The film starts out with showing a quiet rich young boy named John, who is awkward yet intelligent and lives with his sister and parents in an upscale home in the woods. He finds a hole in the ground that was supposed to be a bunker, drugs the gardener, and then drugs his family. Now this is where the believability goes completely out the window. We are asked to believe that a 90lb, scrawny, 10-year-old drags Michael C. Hall (who has to be at least 250 lbs or more) AND his adult wife and teenage sister to this hole in the ground and leaves them there. This hole is not close to the house either. So this small wimpy kid dragged these adult sized humans out of their beds, down the stairs of a huge house, through the backyard and deep into the woods... and they never once woke up? What's even dumber is that it insinuates that this sleeping pill is taken by the mother every night before she goes asleep. Must be some pretty high powered stuff!

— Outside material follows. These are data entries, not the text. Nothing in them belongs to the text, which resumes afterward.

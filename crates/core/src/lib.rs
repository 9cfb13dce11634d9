pub mod bagcreate;
pub mod config;
pub mod eventlog;
pub mod metrics;
pub mod runtime;
pub mod testing;
pub mod workflow;

pub use bagcreate::{BagCreateActivity, BagCreateError, BagCreateParams, BagCreateResult};
pub use config::{
    load_config, load_config_from_str, read_config, validate_config, ChecksumAlgorithm,
    ConfigError, Configuration, LoadedConfig,
};
pub use eventlog::{Event, EventLog, EventOutcome};
pub use runtime::{
    ActivityRegistry, HistoryStore, InMemoryHistoryStore, SqliteHistoryStore, Worker,
    WorkerError, WorkerStatus,
};
pub use workflow::{
    Outcome, PreprocessingParams, PreprocessingResult, PreprocessingWorkflow, WorkflowContext,
    WorkflowError,
};
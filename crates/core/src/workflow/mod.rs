//! Preprocessing workflow and the scheduling interface it runs against.
//!
//! The workflow never touches the filesystem or the wall clock itself. It
//! drives its single step through a [`WorkflowContext`], which the local
//! runtime (or a test fake) supplies.

mod context;
mod preprocessing;
mod types;

pub use context::{execute_activity, ActivityError, ActivityOptions, RetryPolicy, WorkflowContext};
pub use preprocessing::{bag_create_options, PreprocessingWorkflow, BAG_CREATE_TIMEOUT, BAG_SIP_EVENT};
pub use types::{Outcome, PreprocessingParams, PreprocessingResult, WorkflowError};
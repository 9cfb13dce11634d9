use axum::{
    middleware::from_fn,
    routing::{get, post},
    Router,
};
use std::sync::Arc;
use tower_http::trace::TraceLayer;

use super::{handlers, middleware, workflows};
use crate::state::AppState;

pub fn create_router(state: Arc<AppState>) -> Router {
    // API routes
    let api_routes = Router::new()
        // Health and worker status
        .route("/health", get(handlers::health))
        .route("/worker", get(handlers::worker_info))
        // Workflow runs
        .route("/workflows/{name}/runs", post(workflows::submit_run))
        .route("/runs/{run_id}/history", get(workflows::run_history));

    Router::new()
        .nest("/api/v1", api_routes)
        .route("/metrics", get(handlers::metrics))
        .layer(from_fn(middleware::metrics_middleware))
        .layer(TraceLayer::new_for_http())
        .with_state(state)
}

The family wake up the next morning in this giant hole with no memory of this scrawny child dragging them through the home, through a field, and into this hole, and with few scratches on them, just a little dirt. I stopped caring around this point. Sadly, this all happens before the title card even hits the screen.

For the next hour, the viewer is tortured with extremely slow scenes of this little brat kid taking advantage of adult things, like driving a car, stealing his parents ATM card and taking out money, nearly killing his best friend for again no reason, lying to people about where his family is, etc., and then of course he taunts the family in the hole, who can't put their dumb heads together to find a way out. The kid is a terrible actor too. He just stares at them and says hardly anything. Oh... so scary. Then, spoiler alert, in the third act, they just get out of the hole and eat dinner. Film ends. What the heck did I just watch and how did it get distribution? John and the Hole is complete and utter garbage and a waste of anyone's time. Of course it was a film festival darling because they eat up this kind of garbage. Avoid like the plague!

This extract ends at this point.